▸ **GOAL OF THE EXERCISE**: The material below holds a span beginning at the line with "pub fn camera_denied(self, request: u64)" and ending at the line with "let session = DemoSession::default().open(1).camera_denied(1);". Quote that span exactly, both ends included, and only that span.

*** Block opens ***

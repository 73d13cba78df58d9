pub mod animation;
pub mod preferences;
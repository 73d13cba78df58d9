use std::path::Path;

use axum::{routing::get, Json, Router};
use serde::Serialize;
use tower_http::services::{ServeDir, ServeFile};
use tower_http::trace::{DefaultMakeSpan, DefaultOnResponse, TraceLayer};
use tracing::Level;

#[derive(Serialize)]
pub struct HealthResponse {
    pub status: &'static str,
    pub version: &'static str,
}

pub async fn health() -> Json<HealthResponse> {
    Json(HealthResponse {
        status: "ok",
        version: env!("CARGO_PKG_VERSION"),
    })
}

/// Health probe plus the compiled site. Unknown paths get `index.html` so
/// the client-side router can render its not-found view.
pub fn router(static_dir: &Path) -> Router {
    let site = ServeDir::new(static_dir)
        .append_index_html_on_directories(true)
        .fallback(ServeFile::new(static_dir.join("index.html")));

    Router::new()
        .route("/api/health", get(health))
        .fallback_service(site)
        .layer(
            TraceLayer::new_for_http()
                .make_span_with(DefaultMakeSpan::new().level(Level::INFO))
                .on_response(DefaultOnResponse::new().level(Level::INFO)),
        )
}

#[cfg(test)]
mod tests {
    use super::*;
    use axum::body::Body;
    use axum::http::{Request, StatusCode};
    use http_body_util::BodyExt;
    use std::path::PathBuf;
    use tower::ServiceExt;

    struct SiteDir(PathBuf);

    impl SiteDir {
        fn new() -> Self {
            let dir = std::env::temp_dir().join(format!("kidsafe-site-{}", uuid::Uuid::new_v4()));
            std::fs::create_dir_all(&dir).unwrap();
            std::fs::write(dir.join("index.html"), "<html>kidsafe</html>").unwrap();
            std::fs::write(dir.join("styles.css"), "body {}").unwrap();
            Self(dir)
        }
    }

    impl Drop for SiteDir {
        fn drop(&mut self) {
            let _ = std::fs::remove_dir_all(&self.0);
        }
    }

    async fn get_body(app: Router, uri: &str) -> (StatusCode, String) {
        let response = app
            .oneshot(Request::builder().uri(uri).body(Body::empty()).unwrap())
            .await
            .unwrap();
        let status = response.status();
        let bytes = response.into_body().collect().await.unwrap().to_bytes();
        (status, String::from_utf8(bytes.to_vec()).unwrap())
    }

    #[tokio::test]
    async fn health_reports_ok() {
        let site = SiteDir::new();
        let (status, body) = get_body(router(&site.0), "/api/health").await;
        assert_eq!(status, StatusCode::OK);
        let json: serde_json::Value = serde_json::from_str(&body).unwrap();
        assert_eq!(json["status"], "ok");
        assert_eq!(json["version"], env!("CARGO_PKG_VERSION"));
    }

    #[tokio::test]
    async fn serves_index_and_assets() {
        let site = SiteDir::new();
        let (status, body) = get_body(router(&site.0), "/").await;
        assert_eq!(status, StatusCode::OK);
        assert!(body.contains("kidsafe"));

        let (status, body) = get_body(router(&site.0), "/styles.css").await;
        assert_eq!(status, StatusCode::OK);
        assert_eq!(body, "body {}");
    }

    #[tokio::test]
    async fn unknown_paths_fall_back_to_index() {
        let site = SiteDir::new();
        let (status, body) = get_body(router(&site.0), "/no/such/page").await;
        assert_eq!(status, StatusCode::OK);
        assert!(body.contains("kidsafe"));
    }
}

*** Block closes ***
*** Block opens ***

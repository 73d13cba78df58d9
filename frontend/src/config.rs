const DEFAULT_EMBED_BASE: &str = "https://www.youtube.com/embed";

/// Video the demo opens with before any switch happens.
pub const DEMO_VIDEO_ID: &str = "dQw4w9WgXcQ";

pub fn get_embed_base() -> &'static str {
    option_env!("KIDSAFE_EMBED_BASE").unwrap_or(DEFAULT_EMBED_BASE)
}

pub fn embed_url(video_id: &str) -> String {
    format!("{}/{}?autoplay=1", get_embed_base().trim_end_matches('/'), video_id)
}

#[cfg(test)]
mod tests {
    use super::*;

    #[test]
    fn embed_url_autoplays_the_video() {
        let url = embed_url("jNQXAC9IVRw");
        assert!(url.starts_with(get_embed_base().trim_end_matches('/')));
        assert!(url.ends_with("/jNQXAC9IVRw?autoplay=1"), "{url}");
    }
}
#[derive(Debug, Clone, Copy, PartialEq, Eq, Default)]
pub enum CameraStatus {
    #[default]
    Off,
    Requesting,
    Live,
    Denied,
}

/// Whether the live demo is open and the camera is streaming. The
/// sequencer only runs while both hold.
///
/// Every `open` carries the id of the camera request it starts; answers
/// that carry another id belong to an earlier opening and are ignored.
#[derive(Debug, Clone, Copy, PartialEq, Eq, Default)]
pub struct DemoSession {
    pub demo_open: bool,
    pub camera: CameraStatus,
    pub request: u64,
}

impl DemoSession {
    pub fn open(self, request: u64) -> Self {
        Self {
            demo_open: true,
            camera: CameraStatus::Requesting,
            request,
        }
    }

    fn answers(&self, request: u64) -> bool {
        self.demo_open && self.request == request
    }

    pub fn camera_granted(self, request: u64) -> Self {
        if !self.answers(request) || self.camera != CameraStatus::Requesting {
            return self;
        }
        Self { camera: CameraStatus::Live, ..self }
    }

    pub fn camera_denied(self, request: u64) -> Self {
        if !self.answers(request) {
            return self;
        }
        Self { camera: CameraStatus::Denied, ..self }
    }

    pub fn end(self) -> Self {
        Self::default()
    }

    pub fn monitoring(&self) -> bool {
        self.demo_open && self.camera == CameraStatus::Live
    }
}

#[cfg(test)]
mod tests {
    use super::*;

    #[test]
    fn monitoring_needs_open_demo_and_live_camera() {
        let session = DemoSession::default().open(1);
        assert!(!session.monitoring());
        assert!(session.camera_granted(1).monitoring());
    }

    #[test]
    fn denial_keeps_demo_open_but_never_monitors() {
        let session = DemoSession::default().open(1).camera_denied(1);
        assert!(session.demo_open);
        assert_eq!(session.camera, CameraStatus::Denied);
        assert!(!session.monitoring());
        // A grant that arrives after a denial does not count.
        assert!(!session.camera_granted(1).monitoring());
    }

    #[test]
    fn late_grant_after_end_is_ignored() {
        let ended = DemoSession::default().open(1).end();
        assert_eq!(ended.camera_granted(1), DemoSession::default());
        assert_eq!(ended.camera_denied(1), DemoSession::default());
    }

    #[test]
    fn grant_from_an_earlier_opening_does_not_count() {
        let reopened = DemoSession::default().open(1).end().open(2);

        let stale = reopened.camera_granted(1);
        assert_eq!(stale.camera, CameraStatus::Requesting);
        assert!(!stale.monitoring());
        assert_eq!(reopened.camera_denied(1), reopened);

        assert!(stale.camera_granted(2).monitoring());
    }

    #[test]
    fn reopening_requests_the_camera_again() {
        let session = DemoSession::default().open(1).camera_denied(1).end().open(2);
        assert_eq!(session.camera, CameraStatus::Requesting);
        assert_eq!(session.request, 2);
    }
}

*** Block closes ***

▸ **EXERCISE RESPONSE**:
    pub fn camera_denied(self, request: u64) -> Self {
        if !self.answers(request) {
            return self;
        }
        Self { camera: CameraStatus::Denied, ..self }
    }

    pub fn end(self) -> Self {
        Self::default()
    }

    pub fn monitoring(&self) -> bool {
        self.demo_open && self.camera == CameraStatus::Live
    }
}

#[cfg(test)]
mod tests {
    use super::*;

    #[test]
    fn monitoring_needs_open_demo_and_live_camera() {
        let session = DemoSession::default().open(1);
        assert!(!session.monitoring());
        assert!(session.camera_granted(1).monitoring());
    }

    #[test]
    fn denial_keeps_demo_open_but_never_monitors() {
        let session = DemoSession::default().open(1).camera_denied(1);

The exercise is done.